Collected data
|---|

//! Delimiter sniffing and in-memory table loading.

use std::collections::{HashMap, HashSet};

use csv::ReaderBuilder;

use crate::error::InferenceError;

/// Delimiters tried by [`sniff_delimiter`], in preference order on ties.
pub const CANDIDATE_DELIMITERS: [u8; 4] = [b',', b'\t', b'|', b';'];

/// Lines of the sample considered when sniffing.
const SNIFF_LINES: usize = 50;

/// A parsed delimited file: header plus string cells.
#[derive(Debug, Clone, PartialEq)]
pub struct Table {
    pub delimiter: u8,
    pub headers: Vec<String>,
    pub rows: Vec<Vec<String>>,
}

impl Table {
    /// Values of one column, top to bottom. Short rows contribute nothing.
    pub fn column(&self, index: usize) -> impl Iterator<Item = &str> + '_ {
        self.rows
            .iter()
            .filter_map(move |row| row.get(index).map(String::as_str))
    }
}

/// Pick the delimiter that splits the sample most consistently.
///
/// A candidate qualifies when it yields at least two fields on the header
/// line; among those, the one whose most common field count covers the most
/// lines wins, then the one producing more fields. Falls back to `,`.
pub fn sniff_delimiter(sample: &str) -> u8 {
    let lines: Vec<&str> = sample
        .lines()
        .map(|l| l.trim_end_matches(['\r', '\n']))
        .filter(|l| !l.trim().is_empty())
        .take(SNIFF_LINES)
        .collect();

    let Some(header) = lines.first() else {
        return b',';
    };

    let mut best: Option<(u8, usize, usize)> = None;
    for delim in CANDIDATE_DELIMITERS {
        let header_fields = count_fields(header, delim);
        if header_fields < 2 {
            continue;
        }

        let mut count_freq: HashMap<usize, usize> = HashMap::new();
        for line in &lines {
            *count_freq.entry(count_fields(line, delim)).or_insert(0) += 1;
        }
        let consistent = count_freq.get(&header_fields).copied().unwrap_or(0);

        let better = match best {
            None => true,
            Some((_, best_consistent, best_fields)) => {
                consistent > best_consistent
                    || (consistent == best_consistent && header_fields > best_fields)
            }
        };
        if better {
            best = Some((delim, consistent, header_fields));
        }
    }

    best.map(|(delim, _, _)| delim).unwrap_or(b',')
}

/// Count fields on one line, ignoring delimiters inside double quotes.
fn count_fields(line: &str, delim: u8) -> usize {
    if line.is_empty() {
        return 0;
    }
    let mut in_quotes = false;
    let mut count = 1;
    for byte in line.bytes() {
        if byte == b'"' {
            in_quotes = !in_quotes;
        } else if byte == delim && !in_quotes {
            count += 1;
        }
    }
    count
}

/// Parse `bytes` as a delimited file whose first row is the header.
///
/// Rows must all have the header's width; a ragged file is reported as a
/// parse failure rather than padded.
pub fn read_table(bytes: &[u8], delimiter: Option<u8>) -> Result<Table, InferenceError> {
    let text = std::str::from_utf8(bytes).map_err(|_| InferenceError::Utf8)?;
    let text = text.strip_prefix('\u{feff}').unwrap_or(text);
    if text.trim().is_empty() {
        return Err(InferenceError::Empty);
    }

    let delimiter = delimiter.unwrap_or_else(|| sniff_delimiter(text));

    let mut reader = ReaderBuilder::new()
        .delimiter(delimiter)
        .has_headers(true)
        .flexible(false)
        .from_reader(text.as_bytes());

    let headers: Vec<String> = reader
        .headers()?
        .iter()
        .map(|h| h.trim().to_string())
        .collect();
    if headers.is_empty() || headers.iter().all(|h| h.is_empty()) {
        return Err(InferenceError::NoColumns);
    }
    check_headers(&headers)?;

    let mut rows = Vec::new();
    for record in reader.records() {
        let record = record?;
        rows.push(record.iter().map(str::to_string).collect());
    }

    Ok(Table {
        delimiter,
        headers,
        rows,
    })
}

/// Headers become field names, which must be non-empty and unique.
fn check_headers(headers: &[String]) -> Result<(), InferenceError> {
    let mut seen = HashSet::with_capacity(headers.len());
    for (column, name) in headers.iter().enumerate() {
        if name.is_empty() {
            return Err(InferenceError::BlankHeader { column });
        }
        if !seen.insert(name.as_str()) {
            return Err(InferenceError::DuplicateHeader { name: name.clone() });
        }
    }
    Ok(())
}

#[cfg(test)]
mod tests {
    use super::*;

    #[test]
    fn test_sniff_comma() {
        assert_eq!(sniff_delimiter("a,b,c\n1,2,3\n4,5,6\n"), b',');
    }

    #[test]
    fn test_sniff_semicolon_with_decimal_commas() {
        assert_eq!(sniff_delimiter("a;b\n1,5;2,5\n3,0;4,0\n"), b';');
    }

    #[test]
    fn test_sniff_tab_and_pipe() {
        assert_eq!(sniff_delimiter("a\tb\n1\t2\n"), b'\t');
        assert_eq!(sniff_delimiter("a|b|c\n1|2|3\n"), b'|');
    }

    #[test]
    fn test_sniff_ignores_quoted_delimiters() {
        assert_eq!(sniff_delimiter("name;note\n\"x\";\"a, b, c\"\n"), b';');
    }

    #[test]
    fn test_sniff_single_column_defaults_to_comma() {
        assert_eq!(sniff_delimiter("only\n1\n2\n"), b',');
        assert_eq!(sniff_delimiter(""), b',');
    }

    #[test]
    fn test_read_table() {
        let table = read_table(b"a,b\n1,2.5\n3,4.5\n", None).unwrap();
        assert_eq!(table.headers, vec!["a", "b"]);
        assert_eq!(table.rows.len(), 2);
        assert_eq!(table.column(1).collect::<Vec<_>>(), vec!["2.5", "4.5"]);
    }

    #[test]
    fn test_read_table_strips_bom_and_honours_explicit_delimiter() {
        let table = read_table("\u{feff}a|b\n1|2\n".as_bytes(), Some(b'|')).unwrap();
        assert_eq!(table.headers, vec!["a", "b"]);
        assert_eq!(table.delimiter, b'|');
    }

    #[test]
    fn test_read_table_errors() {
        assert!(matches!(read_table(b"", None), Err(InferenceError::Empty)));
        assert!(matches!(read_table(b"  \n", None), Err(InferenceError::Empty)));
        assert!(matches!(read_table(&[0xff, 0xfe, 0x00], None), Err(InferenceError::Utf8)));
        assert!(matches!(
            read_table(b"a,b\n1,2,3\n", Some(b',')),
            Err(InferenceError::Csv(_))
        ));
    }

    #[test]
    fn test_read_table_rejects_bad_headers() {
        assert!(matches!(
            read_table(b"a,b,\n1,2,3\n", Some(b',')),
            Err(InferenceError::BlankHeader { column: 2 })
        ));
        match read_table(b"a,a\n1,2\n", Some(b',')) {
            Err(InferenceError::DuplicateHeader { name }) => assert_eq!(name, "a"),
            other => panic!("expected duplicate header, got {:?}", other.map(|t| t.headers)),
        }
        // Trimmed before comparison
        assert!(matches!(
            read_table(b"a, a \n1,2\n", Some(b',')),
            Err(InferenceError::DuplicateHeader { .. })
        ));
    }
}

|---|

Reproduce the records word for word.

//! Delimiter sniffing and in-memory table loading.

use std::collections::{HashMap, HashSet};

use csv::ReaderBuilder;

use crate::error::InferenceError;

/// Delimiters tried by [`sniff_delimiter`], in preference order on ties.
pub const CANDIDATE_DELIMITERS: [u8; 4] = [b',', b'\t', b'|', b';'];

/// Lines of the sample considered when sniffing.
const SNIFF_LINES: usize = 50;

/// A parsed delimited file: header plus string cells.
#[derive(Debug, Clone, PartialEq)]
pub struct Table {
    pub delimiter: u8,
    pub headers: Vec<String>,
    pub rows: Vec<Vec<String>>,
}

impl Table {
    /// Values of one column, top to bottom. Short rows contribute nothing.
    pub fn column(&self, index: usize) -> impl Iterator<Item = &str> + '_ {
        self.rows
            .iter()
            .filter_map(move |row| row.get(index).map(String::as_str))
    }
}

/// Pick the delimiter that splits the sample most consistently.
///
/// A candidate qualifies when it yields at least two fields on the header
/// line; among those, the one whose most common field count covers the most
/// lines wins, then the one producing more fields. Falls back to `,`.
pub fn sniff_delimiter(sample: &str) -> u8 {
    let lines: Vec<&str> = sample
        .lines()
        .map(|l| l.trim_end_matches(['\r', '\n']))
        .filter(|l| !l.trim().is_empty())
        .take(SNIFF_LINES)
        .collect();

    let Some(header) = lines.first() else {
        return b',';
    };

    let mut best: Option<(u8, usize, usize)> = None;
    for delim in CANDIDATE_DELIMITERS {
        let header_fields = count_fields(header, delim);
        if header_fields < 2 {
            continue;
        }

        let mut count_freq: HashMap<usize, usize> = HashMap::new();
        for line in &lines {
            *count_freq.entry(count_fields(line, delim)).or_insert(0) += 1;
        }
        let consistent = count_freq.get(&header_fields).copied().unwrap_or(0);

        let better = match best {
            None => true,
            Some((_, best_consistent, best_fields)) => {
                consistent > best_consistent
                    || (consistent == best_consistent && header_fields > best_fields)
            }
        };
        if better {
            best = Some((delim, consistent, header_fields));
        }
    }

    best.map(|(delim, _, _)| delim).unwrap_or(b',')
}

/// Count fields on one line, ignoring delimiters inside double quotes.
fn count_fields(line: &str, delim: u8) -> usize {
    if line.is_empty() {
        return 0;
    }
    let mut in_quotes = false;
    let mut count = 1;
    for byte in line.bytes() {
        if byte == b'"' {
            in_quotes = !in_quotes;
        } else if byte == delim && !in_quotes {
            count += 1;
        }
    }
    count
}

/// Parse `bytes` as a delimited file whose first row is the header.
///
/// Rows must all have the header's width; a ragged file is reported as a
/// parse failure rather than padded.
pub fn read_table(bytes: &[u8], delimiter: Option<u8>) -> Result<Table, InferenceError> {
    let text = std::str::from_utf8(bytes).map_err(|_| InferenceError::Utf8)?;
    let text = text.strip_prefix('\u{feff}').unwrap_or(text);
    if text.trim().is_empty() {
        return Err(InferenceError::Empty);
    }

    let delimiter = delimiter.unwrap_or_else(|| sniff_delimiter(text));

    let mut reader = ReaderBuilder::new()
        .delimiter(delimiter)
        .has_headers(true)
        .flexible(false)
        .from_reader(text.as_bytes());

    let headers: Vec<String> = reader
        .headers()?
        .iter()
        .map(|h| h.trim().to_string())
        .collect();
    if headers.is_empty() || headers.iter().all(|h| h.is_empty()) {
        return Err(InferenceError::NoColumns);
    }
    check_headers(&headers)?;

    let mut rows = Vec::new();
    for record in reader.records() {
        let record = record?;
        rows.push(record.iter().map(str::to_string).collect());
    }

    Ok(Table {
        delimiter,
        headers,
        rows,
    })
}

/// Headers become field names, which must be non-empty and unique.
fn check_headers(headers: &[String]) -> Result<(), InferenceError> {
    let mut seen = HashSet::with_capacity(headers.len());
    for (column, name) in headers.iter().enumerate() {
        if name.is_empty() {
            return Err(InferenceError::BlankHeader { column });
        }
        if !seen.insert(name.as_str()) {
            return Err(InferenceError::DuplicateHeader { name: name.clone() });
        }
    }
    Ok(())
}

#[cfg(test)]
mod tests {
    use super::*;

    #[test]
    fn test_sniff_comma() {
        assert_eq!(sniff_delimiter("a,b,c\n1,2,3\n4,5,6\n"), b',');
    }

    #[test]
    fn test_sniff_semicolon_with_decimal_commas() {
        assert_eq!(sniff_delimiter("a;b\n1,5;2,5\n3,0;4,0\n"), b';');
    }

    #[test]
    fn test_sniff_tab_and_pipe() {
        assert_eq!(sniff_delimiter("a\tb\n1\t2\n"), b'\t');
        assert_eq!(sniff_delimiter("a|b|c\n1|2|3\n"), b'|');
    }

    #[test]
    fn test_sniff_ignores_quoted_delimiters() {
        assert_eq!(sniff_delimiter("name;note\n\"x\";\"a, b, c\"\n"), b';');
    }

    #[test]
    fn test_sniff_single_column_defaults_to_comma() {
        assert_eq!(sniff_delimiter("only\n1\n2\n"), b',');
        assert_eq!(sniff_delimiter(""), b',');
    }

    #[test]
    fn test_read_table() {
        let table = read_table(b"a,b\n1,2.5\n3,4.5\n", None).unwrap();
        assert_eq!(table.headers, vec!["a", "b"]);
        assert_eq!(table.rows.len(), 2);
        assert_eq!(table.column(1).collect::<Vec<_>>(), vec!["2.5", "4.5"]);
    }

    #[test]
    fn test_read_table_strips_bom_and_honours_explicit_delimiter() {
        let table = read_table("\u{feff}a|b\n1|2\n".as_bytes(), Some(b'|')).unwrap();
        assert_eq!(table.headers, vec!["a", "b"]);
        assert_eq!(table.delimiter, b'|');
    }

    #[test]
    fn test_read_table_errors() {
        assert!(matches!(read_table(b"", None), Err(InferenceError::Empty)));
        assert!(matches!(read_table(b"  \n", None), Err(InferenceError::Empty)));
        assert!(matches!(read_table(&[0xff, 0xfe, 0x00], None), Err(InferenceError::Utf8)));
        assert!(matches!(
            read_table(b"a,b\n1,2,3\n", Some(b',')),
            Err(InferenceError::Csv(_))
        ));
    }

    #[test]
    fn test_read_table_rejects_bad_headers() {
        assert!(matches!(
            read_table(b"a,b,\n1,2,3\n", Some(b',')),
            Err(InferenceError::BlankHeader { column: 2 })
        ));
        match read_table(b"a,a\n1,2\n", Some(b',')) {
            Err(InferenceError::DuplicateHeader { name }) => assert_eq!(name, "a"),
            other => panic!("expected duplicate header, got {:?}", other.map(|t| t.headers)),
        }
        // Trimmed before comparison
        assert!(matches!(
            read_table(b"a, a \n1,2\n", Some(b',')),
            Err(InferenceError::DuplicateHeader { .. })
        ));
    }
}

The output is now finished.